- _Requirement_:
Please set down every record exactly as it appears below.

- _Material for the task_:
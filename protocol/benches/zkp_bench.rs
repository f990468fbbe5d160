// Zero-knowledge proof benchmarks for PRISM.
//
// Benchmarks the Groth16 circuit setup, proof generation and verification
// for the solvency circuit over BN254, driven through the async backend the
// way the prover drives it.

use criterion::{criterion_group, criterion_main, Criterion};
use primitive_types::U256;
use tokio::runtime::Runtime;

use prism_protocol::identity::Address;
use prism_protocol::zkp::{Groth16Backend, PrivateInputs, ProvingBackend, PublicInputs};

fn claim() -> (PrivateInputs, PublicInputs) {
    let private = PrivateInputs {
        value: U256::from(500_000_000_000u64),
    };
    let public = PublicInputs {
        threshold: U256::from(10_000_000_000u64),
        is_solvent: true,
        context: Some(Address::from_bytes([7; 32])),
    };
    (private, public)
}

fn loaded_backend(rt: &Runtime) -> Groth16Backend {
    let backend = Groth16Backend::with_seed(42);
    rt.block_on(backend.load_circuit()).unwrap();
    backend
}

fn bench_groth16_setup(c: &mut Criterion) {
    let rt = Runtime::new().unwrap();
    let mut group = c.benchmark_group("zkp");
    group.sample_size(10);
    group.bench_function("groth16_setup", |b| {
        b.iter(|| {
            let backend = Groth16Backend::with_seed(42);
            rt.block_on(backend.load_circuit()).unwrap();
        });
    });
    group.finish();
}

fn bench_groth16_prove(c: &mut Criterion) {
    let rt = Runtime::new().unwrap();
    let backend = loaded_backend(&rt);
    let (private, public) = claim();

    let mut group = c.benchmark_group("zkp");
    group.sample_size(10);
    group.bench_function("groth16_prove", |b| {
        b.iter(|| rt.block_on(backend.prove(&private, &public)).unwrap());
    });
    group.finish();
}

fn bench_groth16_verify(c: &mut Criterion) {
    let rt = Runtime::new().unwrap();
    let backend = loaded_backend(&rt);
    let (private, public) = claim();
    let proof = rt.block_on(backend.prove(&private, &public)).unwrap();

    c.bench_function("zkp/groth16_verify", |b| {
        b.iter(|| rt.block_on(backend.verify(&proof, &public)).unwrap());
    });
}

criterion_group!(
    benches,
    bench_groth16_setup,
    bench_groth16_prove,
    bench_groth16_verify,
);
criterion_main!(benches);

- _The completed task_:
filename protocol/benches/zkp_bench.rs
repository f990468fbbe5d160
// Zero-knowledge proof benchmarks for PRISM.
//
// Benchmarks the Groth16 circuit setup, proof generation and verification
// for the solvency circuit over BN254, driven through the async backend the
// way the prover drives it.

use criterion::{criterion_group, criterion_main, Criterion};
use primitive_types::U256;
use tokio::runtime::Runtime;

use prism_protocol::identity::Address;
use prism_protocol::zkp::{Groth16Backend, PrivateInputs, ProvingBackend, PublicInputs};

fn claim() -> (PrivateInputs, PublicInputs) {
    let private = PrivateInputs {
        value: U256::from(500_000_000_000u64),
    };
    let public = PublicInputs {
        threshold: U256::from(10_000_000_000u64),
        is_solvent: true,
        context: Some(Address::from_bytes([7; 32])),
    };
    (private, public)
}

fn loaded_backend(rt: &Runtime) -> Groth16Backend {
    let backend = Groth16Backend::with_seed(42);
    rt.block_on(backend.load_circuit()).unwrap();
    backend
}

fn bench_groth16_setup(c: &mut Criterion) {
    let rt = Runtime::new().unwrap();
    let mut group = c.benchmark_group("zkp");
    group.sample_size(10);
    group.bench_function("groth16_setup", |b| {
        b.iter(|| {
            let backend = Groth16Backend::with_seed(42);
            rt.block_on(backend.load_circuit()).unwrap();
        });
    });
    group.finish();
}

fn bench_groth16_prove(c: &mut Criterion) {
    let rt = Runtime::new().unwrap();
    let backend = loaded_backend(&rt);
    let (private, public) = claim();

    let mut group = c.benchmark_group("zkp");
    group.sample_size(10);
    group.bench_function("groth16_prove", |b| {
        b.iter(|| rt.block_on(backend.prove(&private, &public)).unwrap());
    });
    group.finish();
}

fn bench_groth16_verify(c: &mut Criterion) {
    let rt = Runtime::new().unwrap();
    let backend = loaded_backend(&rt);
    let (private, public) = claim();
    let proof = rt.block_on(backend.prove(&private, &public)).unwrap();

    c.bench_function("zkp/groth16_verify", |b| {
        b.iter(|| rt.block_on(backend.verify(&proof, &public)).unwrap());
    });
}

criterion_group!(
    benches,
    bench_groth16_setup,
    bench_groth16_prove,
    bench_groth16_verify,
);
criterion_main!(benches);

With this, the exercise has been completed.